Dataset section start
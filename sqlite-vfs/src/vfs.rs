use std::{
    ffi::{c_char, c_int, c_void, CStr, CString},
    sync::Arc,
    time::Duration,
};

use crate::{
    error::Error,
    state::{null_ptr_error, vfs_state, FileExt, FileState},
    DatabaseHandle, OpenOptions, Vfs, MAX_PATH_LENGTH,
};

/// Open a new file handle.
pub unsafe extern "C" fn open<F: DatabaseHandle<Error = V::Error>, V: Vfs<Handle = F>>(
    p_vfs: *mut libsqlite3_sys::sqlite3_vfs,
    z_name: *const c_char,
    p_file: *mut libsqlite3_sys::sqlite3_file,
    flags: c_int,
    p_out_flags: *mut c_int,
) -> c_int {
    let state = match vfs_state::<V>(p_vfs) {
        Ok(state) => state,
        Err(_) => return libsqlite3_sys::SQLITE_ERROR,
    };

    let name = if z_name.is_null() {
        None
    } else {
        match CStr::from_ptr(z_name).to_str() {
            Ok(name) => Some(name),
            Err(_) => {
                return state.set_last_error(
                    libsqlite3_sys::SQLITE_CANTOPEN,
                    Error::InvalidDbName {
                        name: CStr::from_ptr(z_name).into(),
                    },
                );
            }
        }
    };
    log::trace!("open z_name={:?} flags={}", name, flags);

    let opts = match OpenOptions::from_flags(flags) {
        Some(opts) => opts,
        None => {
            return state.set_last_error(libsqlite3_sys::SQLITE_CANTOPEN, Error::InvalidOpenFlags);
        }
    };

    if z_name.is_null() && !opts.delete_on_close {
        return state.set_last_error(libsqlite3_sys::SQLITE_CANTOPEN, Error::InvalidOpenFlags);
    }

    let out_file = match (p_file as *mut FileState<V, F>).as_mut() {
        Some(f) => f,
        None => {
            return state.set_last_error(libsqlite3_sys::SQLITE_CANTOPEN, Error::NullPtr);
        }
    };

    let mut powersafe_overwrite = true;
    if flags & libsqlite3_sys::SQLITE_OPEN_URI > 0 && name.is_some() {
        let param = b"psow\0";
        if libsqlite3_sys::sqlite3_uri_boolean(z_name, param.as_ptr() as *const c_char, 1) == 0 {
            powersafe_overwrite = false;
        }
    }

    let name = match name {
        Some(name) => name.to_string(),
        None => state.vfs.temporary_name(),
    };
    let file = match state.vfs.open(&name, opts.clone()) {
        Ok(f) => f,
        Err(err) => {
            let code = err
                .primary_code()
                .unwrap_or(libsqlite3_sys::SQLITE_CANTOPEN);
            return state.set_last_error(code, err);
        }
    };

    if let Some(p_out_flags) = p_out_flags.as_mut() {
        *p_out_flags = opts.to_flags();
    }

    out_file.base.pMethods = &state.io_methods;
    out_file.ext.write(FileExt {
        vfs: state.vfs.clone(),
        vfs_name: state.name.clone(),
        db_name: name,
        file,
        last_error: Arc::clone(&state.last_error),
        last_errno: 0,
        id: state.next_id,
        chunk_size: None,
        persist_wal: false,
        powersafe_overwrite,
    });
    state.next_id = state.next_id.overflowing_add(1).0;

    libsqlite3_sys::SQLITE_OK
}

/// Delete the file located at `z_path`. If the `sync_dir` argument is true,
/// ensure the file-system modifications are synced to disk before returning.
pub unsafe extern "C" fn delete<V: Vfs>(
    p_vfs: *mut libsqlite3_sys::sqlite3_vfs,
    z_path: *const c_char,
    _sync_dir: c_int,
) -> c_int {
    let state = match vfs_state::<V>(p_vfs) {
        Ok(state) => state,
        Err(_) => return libsqlite3_sys::SQLITE_IOERR_DELETE,
    };

    let path = match CStr::from_ptr(z_path).to_str() {
        Ok(name) => name,
        Err(_) => {
            return state.set_last_error(
                libsqlite3_sys::SQLITE_ERROR,
                Error::InvalidDbName {
                    name: CStr::from_ptr(z_path).into(),
                },
            );
        }
    };
    log::trace!("delete name={}", path);

    match state.vfs.delete(path) {
        Ok(_) => libsqlite3_sys::SQLITE_OK,
        Err(err) => {
            let code = err
                .primary_code()
                .unwrap_or(libsqlite3_sys::SQLITE_IOERR_DELETE);
            state.set_last_error(code, err)
        }
    }
}

/// Test for access permissions. Return true if the requested permission is
/// available, or false otherwise.
pub unsafe extern "C" fn access<V: Vfs>(
    p_vfs: *mut libsqlite3_sys::sqlite3_vfs,
    z_path: *const c_char,
    flags: c_int,
    p_res_out: *mut c_int,
) -> c_int {
    let state = match vfs_state::<V>(p_vfs) {
        Ok(state) => state,
        Err(_) => return libsqlite3_sys::SQLITE_ERROR,
    };

    let path = match CStr::from_ptr(z_path).to_str() {
        Ok(name) => name,
        Err(_) => {
            log::warn!(
                "access failed: database must be valid utf8 (received: {:?})",
                CStr::from_ptr(z_path)
            );

            if let Some(p_res_out) = p_res_out.as_mut() {
                *p_res_out = false as i32;
            }

            return libsqlite3_sys::SQLITE_OK;
        }
    };
    log::trace!("access z_name={} flags={}", path, flags);

    let result = match flags {
        libsqlite3_sys::SQLITE_ACCESS_EXISTS => state.vfs.exists(path),
        libsqlite3_sys::SQLITE_ACCESS_READ => state.vfs.access(path, false),
        libsqlite3_sys::SQLITE_ACCESS_READWRITE => state.vfs.access(path, true),
        _ => return libsqlite3_sys::SQLITE_IOERR_ACCESS,
    };

    if let Err(err) = result.and_then(|ok| {
        let p_res_out: &mut c_int = p_res_out.as_mut().ok_or_else(null_ptr_error)?;
        *p_res_out = ok as i32;
        Ok(())
    }) {
        return state.set_last_error(libsqlite3_sys::SQLITE_IOERR_ACCESS, err);
    }

    libsqlite3_sys::SQLITE_OK
}

/// Populate buffer `z_out` with the full canonical pathname corresponding to
/// the pathname in `z_path`. `z_out` is guaranteed to point to a buffer of at
/// least (mxPathname+1) bytes.
pub unsafe extern "C" fn full_pathname<V: Vfs>(
    p_vfs: *mut libsqlite3_sys::sqlite3_vfs,
    z_path: *const c_char,
    n_out: c_int,
    z_out: *mut c_char,
) -> c_int {
    let state = match vfs_state::<V>(p_vfs) {
        Ok(state) => state,
        Err(_) => return libsqlite3_sys::SQLITE_ERROR,
    };

    let path = match CStr::from_ptr(z_path).to_str() {
        Ok(name) => name,
        Err(_) => {
            return state.set_last_error(
                libsqlite3_sys::SQLITE_ERROR,
                Error::InvalidDbName {
                    name: CStr::from_ptr(z_path).into(),
                },
            );
        }
    };
    log::trace!("full_pathname name={}", path);

    let name = match state
        .vfs
        .full_pathname(path)
        .and_then(|name| CString::new(name.to_string()).map_err(|_| Error::PathTooLong))
    {
        Ok(name) => name,
        Err(err) => return state.set_last_error(libsqlite3_sys::SQLITE_ERROR, err),
    };

    let name = name.to_bytes_with_nul();
    if name.len() > n_out as usize || name.len() > MAX_PATH_LENGTH {
        return state.set_last_error(libsqlite3_sys::SQLITE_CANTOPEN, Error::PathTooLong);
    }
    let out = std::slice::from_raw_parts_mut(z_out as *mut u8, name.len());
    out.copy_from_slice(name);

    libsqlite3_sys::SQLITE_OK
}

/// Open the dynamic library located at `z_path` and return a handle. Loadable
/// extensions are not supported.
pub unsafe extern "C" fn dlopen<V>(
    _p_vfs: *mut libsqlite3_sys::sqlite3_vfs,
    _z_path: *const c_char,
) -> *mut c_void {
    log::trace!("dlopen");

    std::ptr::null_mut()
}

/// Populate the buffer `z_err_msg` (size `n_byte` bytes) with a human readable
/// utf-8 string describing the most recent error encountered associated with
/// dynamic libraries.
pub unsafe extern "C" fn dlerror<V>(
    _p_vfs: *mut libsqlite3_sys::sqlite3_vfs,
    n_byte: c_int,
    z_err_msg: *mut c_char,
) {
    log::trace!("dlerror");

    let msg = concat!("Loadable extensions are not supported", "\0");
    libsqlite3_sys::sqlite3_snprintf(n_byte, z_err_msg, msg.as_ptr() as _);
}

/// Return a pointer to the symbol `z_sym` in the dynamic library `p_handle`.
pub unsafe extern "C" fn dlsym<V>(
    _p_vfs: *mut libsqlite3_sys::sqlite3_vfs,
    _p: *mut c_void,
    _z_sym: *const c_char,
) -> Option<
    unsafe extern "C" fn(*mut libsqlite3_sys::sqlite3_vfs, *mut c_void, *const c_char),
> {
    log::trace!("dlsym");

    None
}

/// Close the dynamic library handle `p_handle`.
pub unsafe extern "C" fn dlclose<V>(
    _p_vfs: *mut libsqlite3_sys::sqlite3_vfs,
    _p_handle: *mut c_void,
) {
    log::trace!("dlclose");
}

/// Populate the buffer pointed to by `z_buf_out` with `n_byte` bytes of random
/// data.
pub unsafe extern "C" fn randomness<V: Vfs>(
    p_vfs: *mut libsqlite3_sys::sqlite3_vfs,
    n_byte: c_int,
    z_buf_out: *mut c_char,
) -> c_int {
    log::trace!("randomness");

    let bytes = std::slice::from_raw_parts_mut(z_buf_out as *mut u8, n_byte as usize);
    let state = match vfs_state::<V>(p_vfs) {
        Ok(state) => state,
        Err(_) => return 0,
    };

    state.vfs.random(bytes);
    bytes.len() as c_int
}

/// Sleep for `n_micro` microseconds. Return the number of microseconds
/// actually slept.
pub unsafe extern "C" fn sleep<V: Vfs>(
    p_vfs: *mut libsqlite3_sys::sqlite3_vfs,
    n_micro: c_int,
) -> c_int {
    log::trace!("sleep");

    let state = match vfs_state::<V>(p_vfs) {
        Ok(state) => state,
        Err(_) => return libsqlite3_sys::SQLITE_ERROR,
    };
    state
        .vfs
        .sleep(Duration::from_micros(n_micro as u64))
        .as_micros() as c_int
}

/// Return the current time as a Julian Day number in `p_time_out`.
pub unsafe extern "C" fn current_time<V>(
    p_vfs: *mut libsqlite3_sys::sqlite3_vfs,
    p_time_out: *mut f64,
) -> c_int {
    log::trace!("current_time");

    let mut i = 0i64;
    current_time_int64::<V>(p_vfs, &mut i);

    *p_time_out = i as f64 / 86400000.0;
    libsqlite3_sys::SQLITE_OK
}

pub unsafe extern "C" fn current_time_int64<V>(
    _p_vfs: *mut libsqlite3_sys::sqlite3_vfs,
    p: *mut i64,
) -> i32 {
    log::trace!("current_time_int64");

    const UNIX_EPOCH: i64 = 24405875 * 8640000;
    let now = time::OffsetDateTime::now_utc().unix_timestamp() * 1000 + UNIX_EPOCH;

    *p = now;
    libsqlite3_sys::SQLITE_OK
}

/// Return the most recent OS error code recorded by this VFS instance and,
/// when a buffer is provided, copy the matching message into it.
pub unsafe extern "C" fn get_last_error<V: Vfs>(
    p_vfs: *mut libsqlite3_sys::sqlite3_vfs,
    n_byte: c_int,
    z_err_msg: *mut c_char,
) -> c_int {
    let state = match vfs_state::<V>(p_vfs) {
        Ok(state) => state,
        Err(_) => return 0,
    };
    let last_error = match state.last_error.lock() {
        Ok(last_error) => last_error,
        Err(_) => return 0,
    };
    if let Some(err) = last_error.as_ref() {
        if n_byte > 0 && !z_err_msg.is_null() {
            if let Ok(msg) = CString::new(err.message.clone()) {
                let msg = msg.to_bytes_with_nul();
                if msg.len() <= n_byte as usize {
                    let out = std::slice::from_raw_parts_mut(z_err_msg as *mut u8, msg.len());
                    out.copy_from_slice(msg);
                }
            }
        }

        return err.errno;
    }

    0
}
Dataset section end
» Task to carry out
State, as a bare number, how many lines of the listing hold the word "PathTooLong".

» Exercise output
2